//! Run configuration

use std::time::Duration;

use serde::{Deserialize, Serialize};

use crate::conflict::ConflictPolicy;
use crate::error::{ConfigError, Side};
use crate::filter::KeyFilter;

/// Which side a run copies from
#[derive(Debug, Clone, Copy, Default, PartialEq, Eq, Serialize, Deserialize)]
#[serde(rename_all = "snake_case")]
pub enum Direction {
    /// Make the destination mirror the source
    #[default]
    SourceToDestination,
    /// Make the source mirror the destination
    DestinationToSource,
}

impl Direction {
    /// Side the run reads from
    pub fn origin(self) -> Side {
        match self {
            Direction::SourceToDestination => Side::Source,
            Direction::DestinationToSource => Side::Destination,
        }
    }

    /// Side the run mutates
    pub fn target(self) -> Side {
        match self {
            Direction::SourceToDestination => Side::Destination,
            Direction::DestinationToSource => Side::Source,
        }
    }
}

/// What happens to items that only exist on the target
#[derive(Debug, Clone, Copy, Default, PartialEq, Eq, Serialize, Deserialize)]
#[serde(rename_all = "snake_case")]
pub enum SyncMode {
    /// Delete target-only items
    #[default]
    Mirror,
    /// Additive-only: create and update, never delete
    InsertUpdate,
}

/// Retry bound and backoff parameters for transient transfer failures
#[derive(Debug, Clone, PartialEq, Serialize, Deserialize)]
#[serde(default, rename_all = "camelCase")]
pub struct RetryPolicy {
    /// Total attempts per store operation, including the first
    pub max_attempts: u32,
    pub initial_backoff_ms: u64,
    pub max_backoff_ms: u64,
    pub multiplier: f64,
}

impl Default for RetryPolicy {
    fn default() -> Self {
        Self {
            max_attempts: 3,
            initial_backoff_ms: 100,
            max_backoff_ms: 5_000,
            multiplier: 2.0,
        }
    }
}

impl RetryPolicy {
    /// A policy that never retries
    pub fn none() -> Self {
        Self {
            max_attempts: 1,
            ..Self::default()
        }
    }

    pub fn initial_backoff(&self) -> Duration {
        Duration::from_millis(self.initial_backoff_ms)
    }

    pub fn max_backoff(&self) -> Duration {
        Duration::from_millis(self.max_backoff_ms.max(self.initial_backoff_ms))
    }
}

/// Immutable description of one run
#[derive(Debug, Clone, PartialEq, Serialize, Deserialize)]
#[serde(default, rename_all = "camelCase")]
pub struct SyncConfig {
    /// Source locator
    pub source: String,
    /// Destination locator
    pub destination: String,
    /// Glob patterns a key must match (empty: all keys)
    pub include: Vec<String>,
    /// Glob patterns that exclude a key
    pub exclude: Vec<String>,
    pub direction: Direction,
    pub mode: SyncMode,
    pub conflict_policy: ConflictPolicy,
    /// Maximum transfers in flight at once
    pub concurrency: usize,
    /// Compute decisions without mutating anything
    pub dry_run: bool,
    /// Stop starting new transfers after the first failure
    pub abort_on_error: bool,
    pub retry: RetryPolicy,
}

impl Default for SyncConfig {
    fn default() -> Self {
        Self {
            source: String::new(),
            destination: String::new(),
            include: Vec::new(),
            exclude: Vec::new(),
            direction: Direction::default(),
            mode: SyncMode::default(),
            conflict_policy: ConflictPolicy::default(),
            concurrency: 4,
            dry_run: false,
            abort_on_error: false,
            retry: RetryPolicy::default(),
        }
    }
}

impl SyncConfig {
    /// Config for `source` → `destination` with defaults for everything else
    pub fn new(source: impl Into<String>, destination: impl Into<String>) -> Self {
        Self {
            source: source.into(),
            destination: destination.into(),
            ..Self::default()
        }
    }

    /// Locator for a side
    pub fn locator(&self, side: Side) -> &str {
        match side {
            Side::Source => &self.source,
            Side::Destination => &self.destination,
        }
    }

    /// Parse a host-supplied JSON payload. Missing fields take their defaults.
    pub fn from_json(payload: &str) -> Result<Self, ConfigError> {
        serde_json::from_str(payload).map_err(|e| ConfigError::Payload(e.to_string()))
    }

    /// Check the config without touching any store, returning the compiled filter
    pub fn validate(&self) -> Result<KeyFilter, ConfigError> {
        if self.source.trim().is_empty() {
            return Err(ConfigError::EmptyLocator(Side::Source));
        }
        if self.destination.trim().is_empty() {
            return Err(ConfigError::EmptyLocator(Side::Destination));
        }
        if self.concurrency == 0 {
            return Err(ConfigError::ZeroConcurrency);
        }
        if self.retry.max_attempts == 0 {
            return Err(ConfigError::ZeroAttempts);
        }
        if !self.retry.multiplier.is_finite() || self.retry.multiplier < 1.0 {
            return Err(ConfigError::BackoffMultiplier);
        }
        KeyFilter::new(&self.include, &self.exclude)
    }
}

* **PROBLEM DESCRIPTION**:
All lines above with "EmptyLocator" in them should be returned.

* **TASK RESULT**:
            return Err(ConfigError::EmptyLocator(Side::Source));
            return Err(ConfigError::EmptyLocator(Side::Destination));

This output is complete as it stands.